Nativos contam histórias
Mas a grande surpresa, sempre, é conhecer pessoas. Alcides, 85 anos. Seus avós já moravam na ilha e seu tataraneto de 2 anos também é nascido lá. Sempre disposto a uma festa, ele está sempre bem arrumado, de calça comprida, camisa branca de manga longa e chapéu. Outra figura típica é o Antonio, que mora na ponta da praia com seu neto de 18 anos, com incríveis histórias de pescador para contar. Vivendo em meio à austeridade de uma casa simples de madeira, exposta a todo tipo de intempéries, sua figura lembra a de um santo em retiro espiritual no meio da natureza.

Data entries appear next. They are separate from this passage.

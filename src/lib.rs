pub mod config;
pub mod error;
pub mod model;
pub mod output;
pub mod platform;
pub mod runner;
pub mod scanner;
pub mod source;

pub use config::Config;
pub use error::{CheckError, ConfigError, RunError};
pub use model::{Batch, CheckResult, Item, SourceKind};
pub use scanner::Scanner;
pub use source::Source;
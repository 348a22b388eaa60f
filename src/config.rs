//! Configuration file handling.
//!
//! This module provides loading and saving of upd8 configuration
//! from a TOML file.
//!
//! # Configuration Location
//!
//! The configuration file is stored at:
//! - Linux: `~/.config/upd8/config.toml`
//! - macOS: `~/Library/Application Support/upd8/config.toml`
//! - Windows: `%APPDATA%\upd8\config.toml`
//!
//! # Example Configuration
//!
//! ```toml
//! sources = ["npm", "pip3", "brew"]
//! command_timeout_secs = 60
//! interval_secs = 86400
//! show_packages = true
//! color = true
//! verbose = false
//! default_format = "table"
//!
//! [ignore]
//! packages = ["@types/*", "pip"]
//! ```

use regex::Regex;
use serde::{Deserialize, Serialize};
use std::fs;
use std::path::{Path, PathBuf};
use std::time::Duration;

use crate::error::ConfigError;
use crate::model::SourceKind;
use crate::platform;

/// Application configuration.
///
/// Command-line flags override these values. Every field has a default, so
/// a partial file is valid.
///
/// # Example
///
/// ```no_run
/// use upd8::Config;
///
/// // Load from file (or use defaults if file doesn't exist)
/// let config = Config::load().unwrap();
///
/// println!("Timeout: {:?}", config.command_timeout());
/// println!("Sources: {:?}", config.sources);
/// ```
#[derive(Debug, Clone, Serialize, Deserialize)]
#[serde(default)]
pub struct Config {
    /// Which sources to check, in report order.
    ///
    /// Default: all sources
    pub sources: Vec<SourceKind>,

    /// Deadline for a single external command, in seconds.
    ///
    /// Default: 60
    pub command_timeout_secs: u64,

    /// Rescan interval for `watch`, in seconds. Must be positive.
    ///
    /// Default: 86400 (24 hours)
    pub interval_secs: u64,

    /// Show a short preview of outdated package names.
    pub show_packages: bool,

    /// Colorize table output.
    ///
    /// Default: true
    pub color: bool,

    /// Include sources that reported nothing.
    pub verbose: bool,

    /// Default output format when no `--format` flag is provided.
    ///
    /// Valid values: "table", "json"
    /// Default: "table"
    pub default_format: String,

    /// Packages to leave out of reports.
    #[serde(default)]
    pub ignore: IgnoreConfig,
}

/// Configuration for ignoring specific packages.
///
/// Useful for packages intentionally pinned to older versions.
#[derive(Debug, Clone, Default, Serialize, Deserialize)]
#[serde(default)]
pub struct IgnoreConfig {
    /// Package names to drop from every report.
    ///
    /// Supports glob patterns (e.g., "lodash*", "@types/*").
    pub packages: Vec<String>,
}

impl IgnoreConfig {
    /// Check if a package should be ignored.
    pub fn should_ignore_package(&self, name: &str) -> bool {
        self.packages.iter().any(|pattern| {
            if pattern.contains('*') {
                glob_match(pattern, name)
            } else {
                pattern == name
            }
        })
    }
}

/// Matches `text` against a pattern where `*` stands for any run of
/// characters. Everything else is literal.
fn glob_match(pattern: &str, text: &str) -> bool {
    let literal: Vec<String> = pattern.split('*').map(regex::escape).collect();
    Regex::new(&format!("^{}$", literal.join(".*")))
        .map(|re| re.is_match(text))
        .unwrap_or(false)
}

impl Default for Config {
    fn default() -> Self {
        Self {
            sources: SourceKind::all(),
            command_timeout_secs: 60,
            interval_secs: 24 * 60 * 60,
            show_packages: false,
            color: true,
            verbose: false,
            default_format: "table".to_string(),
            ignore: IgnoreConfig::default(),
        }
    }
}

impl Config {
    /// Loads configuration from the config file.
    ///
    /// If the config file doesn't exist, returns default configuration.
    ///
    /// # Errors
    ///
    /// Returns an error if the config file exists but cannot be read or parsed.
    pub fn load() -> Result<Self, ConfigError> {
        Self::load_from(&Self::config_path())
    }

    /// Loads configuration from an explicit path.
    pub fn load_from(path: &Path) -> Result<Self, ConfigError> {
        if !path.exists() {
            return Ok(Self::default());
        }

        let content = fs::read_to_string(path)?;
        let config: Config = toml::from_str(&content)?;
        Ok(config)
    }

    /// Saves the configuration to the config file.
    ///
    /// Creates the parent directory if it doesn't exist.
    pub fn save(&self) -> Result<(), ConfigError> {
        self.save_to(&Self::config_path())
    }

    pub fn save_to(&self, path: &Path) -> Result<(), ConfigError> {
        if let Some(parent) = path.parent() {
            if !parent.exists() {
                fs::create_dir_all(parent)?;
            }
        }

        let content = toml::to_string_pretty(self)?;
        fs::write(path, content)?;
        Ok(())
    }

    /// Returns the path to the configuration file.
    ///
    /// # Example
    ///
    /// ```
    /// use upd8::Config;
    ///
    /// let path = Config::config_path();
    /// assert!(path.ends_with("upd8/config.toml"));
    /// ```
    pub fn config_path() -> PathBuf {
        platform::config_dir().join("upd8").join("config.toml")
    }

    /// Generates a string containing the default configuration.
    pub fn generate_default_config() -> String {
        let config = Config::default();
        toml::to_string_pretty(&config).unwrap_or_default()
    }

    pub fn command_timeout(&self) -> Duration {
        Duration::from_secs(self.command_timeout_secs)
    }

    /// The watch interval, rejected if zero.
    pub fn interval(&self) -> Result<Duration, ConfigError> {
        if self.interval_secs == 0 {
            return Err(ConfigError::NonPositiveInterval);
        }
        Ok(Duration::from_secs(self.interval_secs))
    }
}
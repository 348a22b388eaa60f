use async_trait::async_trait;
use serde::Deserialize;
use std::sync::Arc;
use tokio_util::sync::CancellationToken;

use super::{run_check, Source};
use crate::model::{CheckResult, Item, Platform, SourceKind};
use crate::platform;
use crate::runner::CommandRunner;

pub struct BrewSource {
    runner: Arc<dyn CommandRunner>,
}

impl BrewSource {
    pub fn new(runner: Arc<dyn CommandRunner>) -> Self {
        Self { runner }
    }
}

#[derive(Deserialize, Default)]
struct BrewOutdated {
    #[serde(default)]
    formulae: Vec<BrewFormula>,
    #[serde(default)]
    casks: Vec<BrewCask>,
}

#[derive(Deserialize)]
struct BrewFormula {
    #[serde(default)]
    name: String,
    #[serde(default)]
    installed_versions: Vec<String>,
    #[serde(default)]
    current_version: String,
}

#[derive(Deserialize)]
struct BrewCask {
    #[serde(default)]
    name: String,
    #[serde(default)]
    installed_version: String,
    #[serde(default)]
    current_version: String,
}

/// Parses `brew outdated --json=v2`, merging formulae and casks.
fn parse_outdated(payload: &str) -> Result<Vec<Item>, String> {
    let parsed: Option<BrewOutdated> = serde_json::from_str(payload).map_err(|e| e.to_string())?;
    let Some(parsed) = parsed else {
        return Ok(Vec::new());
    };

    let formulae = parsed.formulae.into_iter().map(|f| {
        // The newest installed keg is the one in use.
        let current = f.installed_versions.last().cloned().unwrap_or_default();
        Item::new(f.name, current, f.current_version)
    });
    let casks = parsed
        .casks
        .into_iter()
        .map(|c| Item::new(c.name, c.installed_version, c.current_version));

    Ok(formulae
        .chain(casks)
        .filter(|item| !item.name.is_empty())
        .collect())
}

#[async_trait]
impl Source for BrewSource {
    fn name(&self) -> &str {
        "brew"
    }

    fn kind(&self) -> SourceKind {
        SourceKind::Brew
    }

    fn update_command(&self) -> String {
        "brew upgrade".to_string()
    }

    fn supported_platforms(&self) -> &[Platform] {
        &[Platform::Linux, Platform::MacOS]
    }

    fn detect(&self) -> bool {
        self.is_supported() && platform::has_executables(&["brew"])
    }

    async fn check_updates(&self, cancel: &CancellationToken) -> CheckResult {
        run_check(
            self,
            self.runner.as_ref(),
            "brew",
            &["outdated", "--json=v2"],
            &[0],
            cancel,
            parse_outdated,
        )
        .await
    }
}

#[cfg(test)]
mod tests {
    use super::*;
    use crate::runner::testing::FakeRunner;

    const PAYLOAD: &str = r#"{
        "formulae": [
            {
                "name": "wget",
                "installed_versions": ["1.21.3", "1.21.4"],
                "current_version": "1.24.5",
                "pinned": false,
                "pinned_version": null
            },
            {
                "name": "",
                "installed_versions": ["0.1"],
                "current_version": "0.2"
            }
        ],
        "casks": [
            {
                "name": "firefox",
                "installed_versions": ["122.0"],
                "installed_version": "122.0",
                "current_version": "123.0"
            }
        ]
    }"#;

    #[test]
    fn test_parse_formulae_and_casks() {
        let items = parse_outdated(PAYLOAD).unwrap();
        assert_eq!(
            items,
            vec![
                Item::new("wget", "1.21.4", "1.24.5"),
                Item::new("firefox", "122.0", "123.0"),
            ]
        );
    }

    #[test]
    fn test_formula_without_installed_versions() {
        let items =
            parse_outdated(r#"{"formulae":[{"name":"jq","installed_versions":[],"current_version":"1.7.1"}],"casks":[]}"#)
                .unwrap();
        assert_eq!(items, vec![Item::new("jq", "", "1.7.1")]);
    }

    #[test]
    fn test_parse_empty_lists() {
        assert!(parse_outdated(r#"{"formulae":[],"casks":[]}"#).unwrap().is_empty());
        assert!(parse_outdated("null").unwrap().is_empty());
    }

    #[tokio::test]
    async fn test_null_output_is_up_to_date() {
        let runner = Arc::new(FakeRunner::new().with_stdout("brew outdated --json=v2", 0, "null"));
        let result = BrewSource::new(runner)
            .check_updates(&CancellationToken::new())
            .await;

        assert!(result.is_ok());
        assert!(result.items.is_empty());
    }

    #[test]
    fn test_parse_wrong_shape_is_malformed() {
        assert!(parse_outdated(r#"{"formulae": "wget"}"#).is_err());
        assert!(parse_outdated(r#""wget""#).is_err());
    }

    #[tokio::test]
    async fn test_check_sorts_across_formulae_and_casks() {
        let runner = Arc::new(FakeRunner::new().with_stdout("brew outdated --json=v2", 0, PAYLOAD));
        let result = BrewSource::new(runner)
            .check_updates(&CancellationToken::new())
            .await;

        assert!(result.is_ok());
        let names: Vec<_> = result.items.iter().map(|i| i.name.as_str()).collect();
        assert_eq!(names, vec!["firefox", "wget"]);
    }

    #[tokio::test]
    async fn test_blank_output_is_up_to_date() {
        let runner = Arc::new(FakeRunner::new().with_stdout("brew outdated --json=v2", 0, "\n"));
        let result = BrewSource::new(runner)
            .check_updates(&CancellationToken::new())
            .await;

        assert!(result.is_ok());
        assert!(result.items.is_empty());
    }
}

Leonildo, 65 anos, mora longe da vila, fora da civilização. Com orgulho e convicção inabalável, o rei do Fandango, como é conhecido, logo vai se revelando: Nem caiçara, nem sertanejo. Eu sou é caboclo. Minha cultura é a música. Das violas e rabecas que faz parece vir o som da mata. Tem a madeira e o tempo certo de fazer os instrumentos, ensina. Herdeiro do avô na arte da música, ele e seus irmãos tinham acabado de gravar um CD em Curitiba no dia de nossa visita. O Fandango foi plantado no Uruguai, mas quem está colhendo os frutos sou eu.